Che ruolo ha la fondazione nel recupero dei beni culturali nella Tuscia?
“Prima, tra il 2007 e il 2009, c’era un pool di enti che intervenivano sul territorio e la fondazione serviva a chiudere il cerchio tra le amministrazioni e le banche. Adesso, invece, gli aiuti da parte degli enti si sono ridotti al minimo, quindi la fondazione sta avendo un ruolo chiave nella conservazione e mantenimento dei nostri beni culturali a livello provinciale. Quindi stiamo vedendo tutti gli interventi necessari per salvaguardare il nostro patrimonio artistico e culturale. Ultimamente stiamo portando avanti anche un progetto con Cna riguardante gli artigiani della nostra provincia sia per salvaguardare le tradizioni del settore, sia per proporre ai turisti dei piccoli corsi di formazione facendoli restare più a lungo sul nostro territorio facendogli al tempo stesso conoscere le nostre bellezze”.
Viterbo – Palazzo Brugiotti – Sede della Fondazione Carivit
La fondazione ha svolto un ruolo importante anche nel far diventare Viterbo città della ceramica…
“Abbiamo un museo della ceramica, a palazzo Brugiotti, con pezzi importantissimi custoditi, ed esposti, al suo interno.

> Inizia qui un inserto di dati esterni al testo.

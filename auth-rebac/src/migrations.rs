//! One-shot backfill of structured fields on legacy records.
//!
//! Early deployments stored only the composite strings (`type:id`,
//! `type:id#relation`); typed filtering needs the split-out fields. The
//! runner pages through whatever is still unmigrated until nothing remains,
//! so it is safe to run on every startup.

use std::sync::Arc;

use anyhow::anyhow;
use serde::{Deserialize, Serialize};
use tracing::info;

use crate::config::RebacConfig;
use crate::error::{RebacError, Result};
use crate::models::parse_composite;
use crate::storage::{IndexRepository, RelationshipRepository};

/// Totals reported by one migration run.
#[derive(Debug, Clone, Copy, Default, PartialEq, Eq, Serialize, Deserialize)]
pub struct MigrationReport {
    pub relationships_migrated: u64,
    pub index_entries_migrated: u64,
}

/// Backfills structured fields on relationships and actor index rows.
///
/// Run it before serving traffic. Malformed legacy composites abort the run
/// with an error naming the row; silently skipping them would leave the
/// unmigrated set non-empty forever.
pub struct MigrationRunner {
    relationships: Arc<dyn RelationshipRepository>,
    index: Arc<dyn IndexRepository>,
    page_size: u64,
}

impl MigrationRunner {
    pub fn new(
        relationships: Arc<dyn RelationshipRepository>,
        index: Arc<dyn IndexRepository>,
        config: &RebacConfig,
    ) -> Self {
        Self {
            relationships,
            index,
            page_size: config.migration_page_size.max(1),
        }
    }

    pub async fn run(&self) -> Result<MigrationReport> {
        let relationships_migrated = self.migrate_relationships().await?;
        let index_entries_migrated = self.migrate_index_entries().await?;
        let report = MigrationReport {
            relationships_migrated,
            index_entries_migrated,
        };
        if relationships_migrated > 0 || index_entries_migrated > 0 {
            info!(
                relationships = relationships_migrated,
                index_entries = index_entries_migrated,
                "backfilled structured fields on legacy records"
            );
        }
        Ok(report)
    }

    /// Always re-queries the first page: every update shrinks the unmigrated
    /// set, so the loop ends exactly when it is empty.
    async fn migrate_relationships(&self) -> Result<u64> {
        let mut migrated = 0;
        loop {
            let page = self.relationships.find_unstructured(self.page_size).await?;
            if page.is_empty() {
                break;
            }
            for mut row in page {
                let (subject_ref, _) = parse_composite(&row.subject).map_err(|err| {
                    RebacError::Internal(anyhow!(
                        "relationship {} has a malformed subject '{}': {err}",
                        row.id,
                        row.subject
                    ))
                })?;
                let (resource_ref, _) = parse_composite(&row.resource).map_err(|err| {
                    RebacError::Internal(anyhow!(
                        "relationship {} has a malformed resource '{}': {err}",
                        row.id,
                        row.resource
                    ))
                })?;
                row.subject_type = subject_ref.entity_type;
                row.subject_id = subject_ref.entity_id;
                row.resource_type = resource_ref.entity_type;
                row.resource_id = resource_ref.entity_id;
                row.updated_at = chrono::Utc::now();
                self.relationships.update(row).await?;
                migrated += 1;
            }
        }
        Ok(migrated)
    }

    async fn migrate_index_entries(&self) -> Result<u64> {
        let mut migrated = 0;
        loop {
            let page = self.index.find_unstructured(self.page_size).await?;
            if page.is_empty() {
                break;
            }
            for mut row in page {
                let (entity_ref, _) = parse_composite(&row.entity).map_err(|err| {
                    RebacError::Internal(anyhow!(
                        "actor index row {} has a malformed entity '{}': {err}",
                        row.id,
                        row.entity
                    ))
                })?;
                let (subject_ref, suffix) = parse_composite(&row.subject).map_err(|err| {
                    RebacError::Internal(anyhow!(
                        "actor index row {} has a malformed subject '{}': {err}",
                        row.id,
                        row.subject
                    ))
                })?;
                let Some(relation) = suffix else {
                    return Err(RebacError::Internal(anyhow!(
                        "actor index row {} is missing the relation suffix in '{}'",
                        row.id,
                        row.subject
                    )));
                };
                row.entity_type = entity_ref.entity_type;
                row.entity_id = entity_ref.entity_id;
                row.subject_type = subject_ref.entity_type;
                row.subject_id = subject_ref.entity_id;
                row.relation = relation;
                self.index.update(row).await?;
                migrated += 1;
            }
        }
        Ok(migrated)
    }
}

#[cfg(test)]
mod tests {
    use super::*;
    use crate::models::{ActorIndexEntry, EntityRef, Relationship};
    use crate::storage::memory::{MemoryIndexRepository, MemoryRelationshipRepository};
    use chrono::Utc;
    use uuid::Uuid;

    fn legacy_relationship(subject: &str, relation: &str, resource: &str) -> Relationship {
        let now = Utc::now();
        Relationship {
            id: Uuid::new_v4(),
            subject: subject.to_string(),
            subject_type: String::new(),
            subject_id: String::new(),
            relation: relation.to_string(),
            resource: resource.to_string(),
            resource_type: String::new(),
            resource_id: String::new(),
            computed_tuple: format!("{subject}#{relation}@{resource}"),
            created_at: now,
            updated_at: now,
        }
    }

    fn legacy_entry(entity: &str, subject: &str) -> ActorIndexEntry {
        ActorIndexEntry {
            id: Uuid::new_v4(),
            entity: entity.to_string(),
            entity_type: String::new(),
            entity_id: String::new(),
            subject: subject.to_string(),
            subject_type: String::new(),
            subject_id: String::new(),
            relation: String::new(),
            created_at: Utc::now(),
        }
    }

    fn runner_with_page_size(
        relationships: Arc<MemoryRelationshipRepository>,
        index: Arc<MemoryIndexRepository>,
        page_size: u64,
    ) -> MigrationRunner {
        let config = RebacConfig {
            migration_page_size: page_size,
            ..RebacConfig::default()
        };
        MigrationRunner::new(relationships, index, &config)
    }

    #[tokio::test]
    async fn test_backfills_legacy_rows_and_is_idempotent() {
        let relationships = Arc::new(MemoryRelationshipRepository::new());
        let index = Arc::new(MemoryIndexRepository::new());
        for resource in ["document:1", "document:2", "document:3"] {
            relationships
                .insert(legacy_relationship("user:5", "owner", resource))
                .await
                .unwrap();
        }
        index
            .insert(legacy_entry("document:1#edit", "user:5#owner"))
            .await
            .unwrap();
        index
            .insert(legacy_entry("document:2#edit", "user:5#owner"))
            .await
            .unwrap();

        // A page size below the row count exercises the paging loop.
        let runner = runner_with_page_size(relationships.clone(), index.clone(), 2);
        let report = runner.run().await.unwrap();
        assert_eq!(
            report,
            MigrationReport {
                relationships_migrated: 3,
                index_entries_migrated: 2,
            }
        );

        let migrated = relationships
            .find_by_tuple("user:5#owner@document:1")
            .await
            .unwrap()
            .unwrap();
        assert_eq!(migrated.subject_type, "user");
        assert_eq!(migrated.subject_id, "5");
        assert_eq!(migrated.resource_type, "document");
        assert_eq!(migrated.resource_id, "1");

        assert!(index.exists("document:1#edit", "user", "5").await.unwrap());

        let second = runner.run().await.unwrap();
        assert_eq!(second, MigrationReport::default());
    }

    #[tokio::test]
    async fn test_structured_rows_are_left_untouched() {
        let relationships = Arc::new(MemoryRelationshipRepository::new());
        let index = Arc::new(MemoryIndexRepository::new());
        let structured = relationships
            .insert(Relationship::new(
                &EntityRef::new("user", "5"),
                "owner",
                &EntityRef::new("document", "1"),
            ))
            .await
            .unwrap();
        relationships
            .insert(legacy_relationship("user:6", "owner", "document:2"))
            .await
            .unwrap();

        let runner = runner_with_page_size(relationships.clone(), index, 100);
        let report = runner.run().await.unwrap();
        assert_eq!(report.relationships_migrated, 1);

        let untouched = relationships
            .find_by_id(structured.id)
            .await
            .unwrap()
            .unwrap();
        assert_eq!(untouched.updated_at, structured.updated_at);
    }

    #[tokio::test]
    async fn test_malformed_legacy_rows_abort_the_run() {
        let relationships = Arc::new(MemoryRelationshipRepository::new());
        let index = Arc::new(MemoryIndexRepository::new());
        relationships
            .insert(legacy_relationship("nonsense", "owner", "document:1"))
            .await
            .unwrap();

        let runner = runner_with_page_size(relationships, index, 100);
        assert!(matches!(
            runner.run().await,
            Err(RebacError::Internal(_))
        ));
    }
}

L’obiettivo di Viterbo città della ceramica è stato anche quello di creare un circuito per far conoscere il nostro territorio a livello nazionale e un’ulteriore occasione per attirare e far restare il turista a Viterbo”.
Importanti sono stati anche i contributi a sostegno della musica in una città che, anche da questo punto di vista, ha una lunga e solida tradizione…

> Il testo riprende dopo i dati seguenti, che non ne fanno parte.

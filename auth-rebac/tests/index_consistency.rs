//! Property tests for actor index maintenance.
//!
//! The invariant under test: after any interleaving of tuple writes and
//! removals, the incrementally maintained index holds exactly the rows a
//! fresh engine derives from the surviving tuples alone.

use std::collections::BTreeSet;

use auth_rebac::*;
use proptest::prelude::*;

/// Schema shared by both engines: folders grant `edit` to their owner and
/// inherit it from their parent folder; documents inherit it from folders.
async fn schema_engine() -> RebacEngine {
    let engine = RebacEngine::in_memory();
    engine
        .create_resource(ResourceDefinitionRequest::new("user"))
        .await
        .unwrap();
    engine
        .create_resource(
            ResourceDefinitionRequest::new("folder")
                .relation("owner", &["user"])
                .relation("parent", &["folder"])
                .permission("edit", &["owner", "parent->edit"]),
        )
        .await
        .unwrap();
    engine
        .create_resource(
            ResourceDefinitionRequest::new("document")
                .relation("parent", &["folder"])
                .permission("edit", &["parent->edit"]),
        )
        .await
        .unwrap();
    engine
}

/// A schema-legal tuple drawn from a small entity universe. Folder-to-folder
/// parents may form cycles and self-loops on purpose.
#[derive(Debug, Clone, Copy, PartialEq, Eq, PartialOrd, Ord)]
enum TupleKind {
    Owner { user: u8, folder: u8 },
    FolderParent { parent: u8, child: u8 },
    DocumentParent { folder: u8, document: u8 },
}

impl TupleKind {
    fn parts(&self) -> (String, &'static str, String) {
        match self {
            Self::Owner { user, folder } => {
                (format!("user:{user}"), "owner", format!("folder:{folder}"))
            }
            Self::FolderParent { parent, child } => (
                format!("folder:{parent}"),
                "parent",
                format!("folder:{child}"),
            ),
            Self::DocumentParent { folder, document } => (
                format!("folder:{folder}"),
                "parent",
                format!("document:{document}"),
            ),
        }
    }
}

fn tuple_kind() -> impl Strategy<Value = TupleKind> {
    prop_oneof![
        (0..3u8, 0..3u8).prop_map(|(user, folder)| TupleKind::Owner { user, folder }),
        (0..3u8, 0..3u8).prop_map(|(parent, child)| TupleKind::FolderParent { parent, child }),
        (0..3u8, 0..2u8)
            .prop_map(|(folder, document)| TupleKind::DocumentParent { folder, document }),
    ]
}

/// One scripted step: `true` removes the tuple, `false` writes it. Removals
/// are rarer so most scripts keep a live graph worth comparing.
fn op() -> impl Strategy<Value = (bool, TupleKind)> {
    (prop::bool::weighted(0.3), tuple_kind())
}

async fn index_rows(engine: &RebacEngine) -> Vec<(String, String)> {
    let mut rows: Vec<(String, String)> = engine
        .find_index_entries(&IndexFilter::default())
        .await
        .unwrap()
        .into_iter()
        .map(|entry| (entry.entity, entry.subject))
        .collect();
    rows.sort();
    rows
}

proptest! {
    #[test]
    fn prop_incremental_index_matches_rebuild(script in prop::collection::vec(op(), 1..40)) {
        let runtime = tokio::runtime::Builder::new_current_thread()
            .enable_all()
            .build()
            .unwrap();
        runtime.block_on(async {
            let engine = schema_engine().await;
            let mut live: BTreeSet<TupleKind> = BTreeSet::new();

            for (remove, kind) in &script {
                let (subject, relation, object) = kind.parts();
                if *remove {
                    match engine.delete_relation(&subject, relation, &object).await {
                        Ok(()) => {
                            live.remove(kind);
                        }
                        Err(RebacError::NotFound(_)) => {
                            // The engine and the model must agree on absence.
                            prop_assert!(!live.contains(kind));
                        }
                        Err(other) => {
                            prop_assert!(false, "unexpected delete failure: {other}");
                        }
                    }
                } else {
                    engine.create_relation(&subject, relation, &object).await.unwrap();
                    live.insert(*kind);
                }
            }

            let page = engine
                .get_relations(&RelationFilter::default(), 0, None, None)
                .await
                .unwrap();
            prop_assert_eq!(page.count, live.len() as u64);

            // Replay only the surviving tuples into a fresh engine.
            let rebuilt = schema_engine().await;
            for kind in &live {
                let (subject, relation, object) = kind.parts();
                rebuilt.create_relation(&subject, relation, &object).await.unwrap();
            }

            prop_assert_eq!(index_rows(&engine).await, index_rows(&rebuilt).await);

            // Row equality must also be observable through the check API.
            for user in 0..3u8 {
                let subject = format!("user:{user}");
                for resource in [
                    "folder:0", "folder:1", "folder:2", "document:0", "document:1",
                ] {
                    let incremental = engine
                        .check_permission(&subject, "edit", resource)
                        .await
                        .unwrap();
                    let fresh = rebuilt
                        .check_permission(&subject, "edit", resource)
                        .await
                        .unwrap();
                    prop_assert_eq!(
                        incremental,
                        fresh,
                        "check mismatch for {} on {}",
                        subject,
                        resource
                    );
                }
            }
            Ok(())
        })?;
    }
}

“Sì, tant’è vero che negli ultimi due anni abbiamo finanziato 15 interventi a favore delle iniziative musicali solo a Viterbo e 5 nella provincia. Nella nostra città abbiamo 8 scuole musicali e questo significa che tra i nostri giovani c’è una vivacità importante che dobbiamo aiutare e portare avanti. L’ultima iniziativa che abbiamo sostenuto è I bemolli sono blu, attualmente in corso. Un festival che si sta svolgendo in tanti palazzi di Viterbo e degli ex comuni che altrimenti resterebbero chiusi al pubblico. E anche questi festival sono l’occasione per far restare i turisti. Il nostro compito è creare le occasioni necessarie sostenendo festival e mostre. A novembre, ad esempio, Vittorio Sgarbi ha intenzione di fare una mostra con una sua collezione di quadri assieme ad alcuni lavori del professor Cordelli. Il tutto al centro culturale della fondazione a Valle Faul. E tutto questo evidenzia una forte sinergia tra la fondazione e le amministrazioni della città”.

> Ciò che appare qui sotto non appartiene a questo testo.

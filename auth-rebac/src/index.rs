//! Incremental maintenance of the actor index.
//!
//! Every mutation keeps one invariant: the stored rows equal what a
//! from-scratch derivation over all tuples and definitions would produce.
//! Inserts run a monotone closure (new rows are pushed across outbound
//! edges until nothing new appears), so the result does not depend on the
//! order tuples arrive in. Removals purge the affected downstream region
//! and re-derive it from the tuples that remain.

use std::collections::{HashMap, HashSet, VecDeque};
use std::sync::Arc;

use anyhow::anyhow;
use tokio::sync::Mutex;
use tracing::{debug, info};

use crate::error::{RebacError, Result};
use crate::models::*;
use crate::storage::{DefinitionRepository, IndexRepository, RelationshipRepository};

/// Definitions fetched once per mutation; `None` records a known miss.
type DefinitionCache = HashMap<String, Option<ResourceDefinition>>;

/// Maintains the actor index rows that back O(1)-shaped permission checks:
/// - Direct relation rows for every tuple
/// - Bare-term permission rows (`edit = [owner]`)
/// - Arrow-term propagation across relation edges (`parent->edit`)
/// - Scoped recomputation after tuple removal
pub struct IndexController {
    definitions: Arc<dyn DefinitionRepository>,
    relationships: Arc<dyn RelationshipRepository>,
    index: Arc<dyn IndexRepository>,
    // All index mutations run under this lock; permission checks do not.
    write_lock: Mutex<()>,
}

impl IndexController {
    pub fn new(
        definitions: Arc<dyn DefinitionRepository>,
        relationships: Arc<dyn RelationshipRepository>,
        index: Arc<dyn IndexRepository>,
    ) -> Self {
        Self {
            definitions,
            relationships,
            index,
            write_lock: Mutex::new(()),
        }
    }

    /// Materializes every row implied by one relation tuple. The tuple must
    /// already be stored so the closure can traverse it.
    pub async fn construct_relation_index(
        &self,
        subject: &str,
        relation: &str,
        object: &str,
    ) -> Result<()> {
        let subject_ref = EntityRef::parse(subject)?;
        let object_ref = EntityRef::parse(object)?;
        let _guard = self.write_lock.lock().await;
        let mut cache = DefinitionCache::new();

        if self
            .definition_for(&mut cache, &object_ref.entity_type)
            .await?
            .is_none()
        {
            return Err(RebacError::NotFound(format!(
                "resource definition '{}'",
                object_ref.entity_type
            )));
        }

        let inserted = self
            .index_tuple(&subject_ref, relation, &object_ref, &mut cache)
            .await?;
        debug!(subject, relation, object, inserted, "indexed relation tuple");
        Ok(())
    }

    /// Unwinds one removed tuple: purge everything reachable from the object
    /// and re-derive that region from the tuples that remain.
    pub async fn remove_relation(&self, subject: &str, relation: &str, object: &str) -> Result<()> {
        EntityRef::parse(subject)?;
        let object_ref = EntityRef::parse(object)?;
        let _guard = self.write_lock.lock().await;
        let mut cache = DefinitionCache::new();

        // 1. Rows anywhere downstream of the object may have traveled over
        //    the removed edge.
        let affected = self.downstream_of(&object_ref).await?;
        for entity in &affected {
            self.index
                .delete_for_entity(&entity.entity_type, &entity.entity_id)
                .await?;
        }

        // 2. Re-derive the purged region. Derivations entering from outside
        //    the region are pulled back in by the arrow terms; derivations
        //    inside it converge through the closure.
        let mut restored = 0;
        for entity in &affected {
            let entity_key = entity.to_string();
            let inbound = self
                .relationships
                .find(&RelationFilter::for_resource(&entity_key))
                .await?;
            for tuple in inbound {
                let tuple_subject = EntityRef::parse(&tuple.subject)?;
                let tuple_object = EntityRef::parse(&tuple.resource)?;
                restored += self
                    .index_tuple(&tuple_subject, &tuple.relation, &tuple_object, &mut cache)
                    .await?;
            }
        }

        debug!(
            subject,
            relation,
            object,
            affected = affected.len(),
            restored,
            "recomputed index after tuple removal"
        );
        Ok(())
    }

    /// Drops and rebuilds every row whose entity side belongs to the type,
    /// after its definition changed.
    pub async fn reindex_resource(&self, type_name: &str) -> Result<()> {
        let _guard = self.write_lock.lock().await;
        let mut cache = DefinitionCache::new();

        let purged = self.index.delete_by_entity_type(type_name).await?;
        let tuples = self
            .relationships
            .find(&RelationFilter::for_resource_type(type_name))
            .await?;
        let total = tuples.len();

        let mut inserted = 0;
        for tuple in tuples {
            let subject_ref = EntityRef::parse(&tuple.subject)?;
            let object_ref = EntityRef::parse(&tuple.resource)?;
            inserted += self
                .index_tuple(&subject_ref, &tuple.relation, &object_ref, &mut cache)
                .await?;
        }

        info!(
            resource = type_name,
            purged,
            tuples = total,
            inserted,
            "reindexed resource type"
        );
        Ok(())
    }

    /// Purges every row referencing the type on either side, part of the
    /// definition deletion cascade.
    pub async fn remove_resource(&self, type_name: &str) -> Result<u64> {
        let _guard = self.write_lock.lock().await;
        let removed = self.index.delete_by_type(type_name).await?;
        info!(resource = type_name, removed, "purged actor index rows for resource type");
        Ok(removed)
    }

    /// Single-row lookup: no graph traversal happens here.
    pub async fn check_permission(
        &self,
        subject: &str,
        permission: &str,
        resource: &str,
    ) -> Result<bool> {
        let subject_ref = EntityRef::parse(subject)?;
        let resource_ref = EntityRef::parse(resource)?;
        ensure_token(permission, "permission")?;

        let entity = format!("{resource_ref}#{permission}");
        self.index
            .exists(&entity, &subject_ref.entity_type, &subject_ref.entity_id)
            .await
    }

    /// Raw row access for introspection and tooling.
    pub async fn find_entries(&self, filter: &IndexFilter) -> Result<Vec<ActorIndexEntry>> {
        self.index.find(filter).await
    }

    /// Seeds the rows implied by one tuple, then closes over outbound edges.
    /// A missing object definition contributes nothing; removal paths hit
    /// this for tuples whose type was already unregistered.
    async fn index_tuple(
        &self,
        subject_ref: &EntityRef,
        relation: &str,
        object_ref: &EntityRef,
        cache: &mut DefinitionCache,
    ) -> Result<u64> {
        let Some(object_def) = self
            .definition_for(cache, &object_ref.entity_type)
            .await?
        else {
            return Ok(0);
        };

        // 1. The direct relation row.
        let mut seed = vec![ActorIndexEntry::new(object_ref, relation, subject_ref, relation)];

        // 2. Permission rows on the object itself. Bare terms match the new
        //    relation directly; arrow terms pull grants already held on the
        //    subject-side entity across the new edge.
        for (permission, terms) in &object_def.permissions {
            for raw in terms {
                match PermissionTerm::parse(raw) {
                    Ok(PermissionTerm::Relation(term_relation)) if term_relation == relation => {
                        seed.push(ActorIndexEntry::new(
                            object_ref, permission, subject_ref, relation,
                        ));
                    }
                    Ok(PermissionTerm::Arrow {
                        relation: term_relation,
                        permission: source_permission,
                    }) if term_relation == relation => {
                        let source = format!("{subject_ref}#{source_permission}");
                        for held in self.index.find_by_entity(&source).await? {
                            seed.push(ActorIndexEntry::carried(object_ref, permission, &held));
                        }
                    }
                    Ok(_) => {}
                    Err(err) => debug!(
                        resource = %object_def.name,
                        term = raw.as_str(),
                        "skipping malformed permission term: {err}"
                    ),
                }
            }
        }

        self.close_over(seed, cache).await
    }

    /// Inserts the seed rows, then pushes every newly materialized grant
    /// across outbound edges until a fixpoint. Dedup on the `(entity,
    /// subject)` key bounds the loop by the size of the derived set.
    async fn close_over(
        &self,
        seed: Vec<ActorIndexEntry>,
        cache: &mut DefinitionCache,
    ) -> Result<u64> {
        let mut inserted = 0;
        let mut work: VecDeque<ActorIndexEntry> = VecDeque::new();

        for row in seed {
            if self.index.insert(row.clone()).await? {
                inserted += 1;
                work.push_back(row);
            }
        }

        while let Some(row) = work.pop_front() {
            let (entity_ref, grant) = split_grant(&row.entity)?;
            let edges = self
                .relationships
                .find(&RelationFilter::for_subject(&entity_ref.to_string()))
                .await?;
            for edge in edges {
                let target_ref = EntityRef::parse(&edge.resource)?;
                let Some(target_def) = self
                    .definition_for(cache, &target_ref.entity_type)
                    .await?
                else {
                    continue;
                };
                for (permission, terms) in &target_def.permissions {
                    for raw in terms {
                        let Ok(PermissionTerm::Arrow {
                            relation,
                            permission: source_permission,
                        }) = PermissionTerm::parse(raw)
                        else {
                            continue;
                        };
                        if relation == edge.relation && source_permission == grant {
                            let carried =
                                ActorIndexEntry::carried(&target_ref, permission, &row);
                            if self.index.insert(carried.clone()).await? {
                                inserted += 1;
                                work.push_back(carried);
                            }
                        }
                    }
                }
            }
        }

        Ok(inserted)
    }

    /// Entities reachable from `start` over stored tuples, `start` first.
    /// The visited set makes cycles terminate.
    async fn downstream_of(&self, start: &EntityRef) -> Result<Vec<EntityRef>> {
        let mut seen = HashSet::from([start.to_string()]);
        let mut order = vec![start.clone()];
        let mut work = VecDeque::from([start.clone()]);

        while let Some(entity) = work.pop_front() {
            let outbound = self
                .relationships
                .find(&RelationFilter::for_subject(&entity.to_string()))
                .await?;
            for edge in outbound {
                if seen.insert(edge.resource.clone()) {
                    let target = EntityRef::parse(&edge.resource)?;
                    order.push(target.clone());
                    work.push_back(target);
                }
            }
        }

        Ok(order)
    }

    async fn definition_for(
        &self,
        cache: &mut DefinitionCache,
        name: &str,
    ) -> Result<Option<ResourceDefinition>> {
        if !cache.contains_key(name) {
            let definition = self.definitions.find_by_name(name).await?;
            cache.insert(name.to_string(), definition);
        }
        Ok(cache.get(name).cloned().flatten())
    }
}

fn split_grant(entity: &str) -> Result<(EntityRef, String)> {
    match parse_composite(entity)? {
        (entity_ref, Some(grant)) => Ok((entity_ref, grant)),
        (entity_ref, None) => Err(RebacError::Internal(anyhow!(
            "actor index entity '{entity_ref}' is missing its grant suffix"
        ))),
    }
}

A Valle Faul la fondazione ha investito sulla ristrutturazione dell’ex mattatoio facendolo diventare un centro culturale. Quali sono le prospettive future di questa struttura?
“Avevamo già avviato un percorso con la precedente amministrazione comunale di Giovanni Arena. Discorso interrotto a causa della caduta della giunta ormai quasi un anno fa. Un discorso che riprenderemo con l’amministrazione di Chiara Frontini per arrivare a fare un museo o una sala espositiva all’interno del centro. Sempre a beneficio della nostra città. Lo sforzo che la fondazione ha fatto per recuperare l’ex mattatoio con somme importantissime, in un momento in cui valle Faul era nel degrado più assoluto, è stato un impegno enorme che ha permesso di rilanciare l’intera valle, contribuendo in maniera rilevante a far diventare questa zona della città un bel biglietto da visita agli occhi dei turisti che arrivano”.